Stored items
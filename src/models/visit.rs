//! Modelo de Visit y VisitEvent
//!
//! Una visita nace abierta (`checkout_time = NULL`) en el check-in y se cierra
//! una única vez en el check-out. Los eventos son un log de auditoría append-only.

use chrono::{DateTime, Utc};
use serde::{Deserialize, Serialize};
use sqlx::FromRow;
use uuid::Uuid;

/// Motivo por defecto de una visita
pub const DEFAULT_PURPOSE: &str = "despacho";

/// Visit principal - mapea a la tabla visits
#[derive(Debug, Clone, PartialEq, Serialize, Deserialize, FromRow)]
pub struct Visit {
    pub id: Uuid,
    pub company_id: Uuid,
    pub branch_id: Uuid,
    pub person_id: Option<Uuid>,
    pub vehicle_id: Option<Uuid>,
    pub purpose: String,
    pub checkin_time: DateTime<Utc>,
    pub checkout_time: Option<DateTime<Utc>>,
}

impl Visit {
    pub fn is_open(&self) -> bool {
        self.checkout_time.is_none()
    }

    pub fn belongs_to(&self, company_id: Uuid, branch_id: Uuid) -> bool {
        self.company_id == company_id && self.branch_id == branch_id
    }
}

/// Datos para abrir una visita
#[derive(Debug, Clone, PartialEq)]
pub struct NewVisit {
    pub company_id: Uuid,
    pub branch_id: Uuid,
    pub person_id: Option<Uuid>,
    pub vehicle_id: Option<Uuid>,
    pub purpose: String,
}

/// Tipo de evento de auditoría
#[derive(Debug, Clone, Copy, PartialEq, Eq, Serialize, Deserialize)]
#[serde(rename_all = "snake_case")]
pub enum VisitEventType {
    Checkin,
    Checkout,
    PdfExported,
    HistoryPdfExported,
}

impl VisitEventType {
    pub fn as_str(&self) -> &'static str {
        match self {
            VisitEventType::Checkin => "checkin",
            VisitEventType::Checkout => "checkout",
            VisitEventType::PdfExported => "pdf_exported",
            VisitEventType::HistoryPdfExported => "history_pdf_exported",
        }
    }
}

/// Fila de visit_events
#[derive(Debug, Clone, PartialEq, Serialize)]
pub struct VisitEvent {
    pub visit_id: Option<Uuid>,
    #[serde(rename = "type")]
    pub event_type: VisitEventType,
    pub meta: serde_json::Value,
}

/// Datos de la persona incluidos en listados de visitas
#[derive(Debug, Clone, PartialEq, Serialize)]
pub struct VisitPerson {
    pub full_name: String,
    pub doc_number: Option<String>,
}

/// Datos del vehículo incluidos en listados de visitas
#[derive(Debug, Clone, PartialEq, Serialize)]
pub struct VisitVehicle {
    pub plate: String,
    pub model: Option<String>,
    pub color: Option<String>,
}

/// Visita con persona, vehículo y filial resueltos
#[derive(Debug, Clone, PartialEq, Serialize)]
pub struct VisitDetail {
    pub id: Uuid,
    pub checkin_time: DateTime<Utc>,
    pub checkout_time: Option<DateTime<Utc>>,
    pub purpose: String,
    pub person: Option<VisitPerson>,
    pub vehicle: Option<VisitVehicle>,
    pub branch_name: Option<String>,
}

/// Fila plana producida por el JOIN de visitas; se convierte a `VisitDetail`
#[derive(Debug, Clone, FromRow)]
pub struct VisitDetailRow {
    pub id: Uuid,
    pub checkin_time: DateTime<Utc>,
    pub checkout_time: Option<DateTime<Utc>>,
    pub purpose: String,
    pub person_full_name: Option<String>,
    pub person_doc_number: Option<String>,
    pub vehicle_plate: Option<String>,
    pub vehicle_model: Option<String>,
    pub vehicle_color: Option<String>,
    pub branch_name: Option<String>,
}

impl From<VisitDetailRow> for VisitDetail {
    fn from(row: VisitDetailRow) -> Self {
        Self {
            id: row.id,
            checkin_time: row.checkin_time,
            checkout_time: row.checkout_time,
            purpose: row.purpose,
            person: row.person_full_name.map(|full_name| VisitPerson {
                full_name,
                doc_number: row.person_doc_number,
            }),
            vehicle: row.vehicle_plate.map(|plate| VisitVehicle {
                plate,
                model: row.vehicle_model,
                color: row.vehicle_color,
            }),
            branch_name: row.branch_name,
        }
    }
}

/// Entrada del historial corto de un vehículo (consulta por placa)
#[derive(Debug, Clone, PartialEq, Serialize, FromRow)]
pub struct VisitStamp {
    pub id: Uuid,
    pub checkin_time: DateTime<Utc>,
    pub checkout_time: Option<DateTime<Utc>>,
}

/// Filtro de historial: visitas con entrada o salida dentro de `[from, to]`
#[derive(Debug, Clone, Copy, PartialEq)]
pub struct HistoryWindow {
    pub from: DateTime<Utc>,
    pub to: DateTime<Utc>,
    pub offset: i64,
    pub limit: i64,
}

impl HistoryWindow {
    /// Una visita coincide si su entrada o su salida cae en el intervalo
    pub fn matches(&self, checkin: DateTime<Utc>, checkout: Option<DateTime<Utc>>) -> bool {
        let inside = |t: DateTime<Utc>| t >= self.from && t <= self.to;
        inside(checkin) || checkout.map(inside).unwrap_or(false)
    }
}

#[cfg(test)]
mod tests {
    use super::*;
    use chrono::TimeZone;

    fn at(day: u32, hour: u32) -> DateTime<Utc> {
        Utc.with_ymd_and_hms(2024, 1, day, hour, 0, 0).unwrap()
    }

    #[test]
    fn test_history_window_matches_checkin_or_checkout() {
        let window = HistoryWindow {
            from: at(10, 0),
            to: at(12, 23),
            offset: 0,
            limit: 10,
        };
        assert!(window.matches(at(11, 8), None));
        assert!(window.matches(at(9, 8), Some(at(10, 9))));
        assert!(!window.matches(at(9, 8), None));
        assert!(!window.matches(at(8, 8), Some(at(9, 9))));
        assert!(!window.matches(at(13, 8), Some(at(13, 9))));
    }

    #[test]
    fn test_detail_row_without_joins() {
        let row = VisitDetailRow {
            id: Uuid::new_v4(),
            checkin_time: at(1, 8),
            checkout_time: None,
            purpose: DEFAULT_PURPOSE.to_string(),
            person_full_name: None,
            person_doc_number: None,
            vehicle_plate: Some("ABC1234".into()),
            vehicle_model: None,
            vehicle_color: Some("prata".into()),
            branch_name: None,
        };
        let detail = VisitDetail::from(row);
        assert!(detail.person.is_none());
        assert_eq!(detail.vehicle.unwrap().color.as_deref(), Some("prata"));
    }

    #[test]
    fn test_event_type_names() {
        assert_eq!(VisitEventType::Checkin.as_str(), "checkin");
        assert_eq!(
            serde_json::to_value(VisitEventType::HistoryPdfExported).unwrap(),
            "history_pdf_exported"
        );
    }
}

...

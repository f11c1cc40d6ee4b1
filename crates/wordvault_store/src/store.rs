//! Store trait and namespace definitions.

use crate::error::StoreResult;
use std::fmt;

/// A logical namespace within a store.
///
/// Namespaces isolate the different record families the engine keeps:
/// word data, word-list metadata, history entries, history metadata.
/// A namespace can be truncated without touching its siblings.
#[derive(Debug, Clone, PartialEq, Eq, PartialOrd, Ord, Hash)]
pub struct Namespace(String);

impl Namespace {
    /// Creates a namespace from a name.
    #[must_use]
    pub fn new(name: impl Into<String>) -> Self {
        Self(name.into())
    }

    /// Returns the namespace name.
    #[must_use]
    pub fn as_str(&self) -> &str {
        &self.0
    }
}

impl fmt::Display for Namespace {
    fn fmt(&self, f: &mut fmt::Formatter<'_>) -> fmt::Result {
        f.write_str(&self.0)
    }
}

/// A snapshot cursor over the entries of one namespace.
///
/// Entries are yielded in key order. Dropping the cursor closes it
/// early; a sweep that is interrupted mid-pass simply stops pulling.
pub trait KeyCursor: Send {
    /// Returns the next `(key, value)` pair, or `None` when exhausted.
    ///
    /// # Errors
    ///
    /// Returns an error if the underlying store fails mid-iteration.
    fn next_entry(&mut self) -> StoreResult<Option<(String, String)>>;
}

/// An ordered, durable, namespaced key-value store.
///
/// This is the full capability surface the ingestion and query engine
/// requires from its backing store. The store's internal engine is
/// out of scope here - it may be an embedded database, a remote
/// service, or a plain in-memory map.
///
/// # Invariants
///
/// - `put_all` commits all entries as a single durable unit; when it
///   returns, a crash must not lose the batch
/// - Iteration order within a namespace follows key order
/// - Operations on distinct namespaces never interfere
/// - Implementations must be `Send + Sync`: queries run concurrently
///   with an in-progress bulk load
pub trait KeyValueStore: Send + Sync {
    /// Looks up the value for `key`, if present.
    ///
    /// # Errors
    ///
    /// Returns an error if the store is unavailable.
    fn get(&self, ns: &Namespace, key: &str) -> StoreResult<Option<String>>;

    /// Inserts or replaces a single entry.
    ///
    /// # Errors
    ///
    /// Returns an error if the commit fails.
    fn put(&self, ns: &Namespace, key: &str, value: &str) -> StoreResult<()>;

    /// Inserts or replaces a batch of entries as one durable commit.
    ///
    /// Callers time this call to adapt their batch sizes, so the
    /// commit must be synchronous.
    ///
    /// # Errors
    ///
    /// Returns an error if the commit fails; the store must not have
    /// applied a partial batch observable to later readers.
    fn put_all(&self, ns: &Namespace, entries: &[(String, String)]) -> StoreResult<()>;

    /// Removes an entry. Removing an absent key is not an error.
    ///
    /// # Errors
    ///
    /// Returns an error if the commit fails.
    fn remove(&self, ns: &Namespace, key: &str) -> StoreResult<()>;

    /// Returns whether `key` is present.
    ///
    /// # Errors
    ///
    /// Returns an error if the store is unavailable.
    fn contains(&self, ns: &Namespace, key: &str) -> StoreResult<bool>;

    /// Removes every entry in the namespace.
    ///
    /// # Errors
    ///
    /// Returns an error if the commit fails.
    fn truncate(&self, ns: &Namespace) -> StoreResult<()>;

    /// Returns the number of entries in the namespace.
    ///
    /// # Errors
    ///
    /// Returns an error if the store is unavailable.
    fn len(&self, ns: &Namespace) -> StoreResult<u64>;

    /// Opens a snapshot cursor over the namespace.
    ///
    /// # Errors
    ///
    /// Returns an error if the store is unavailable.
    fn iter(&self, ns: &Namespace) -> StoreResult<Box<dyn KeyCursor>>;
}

• [Instructions for the task]: Copy from the entries above each line in which the string "Inserts" can be found.

• [Solution below]:
    /// Inserts or replaces a single entry.
    /// Inserts or replaces a batch of entries as one durable commit.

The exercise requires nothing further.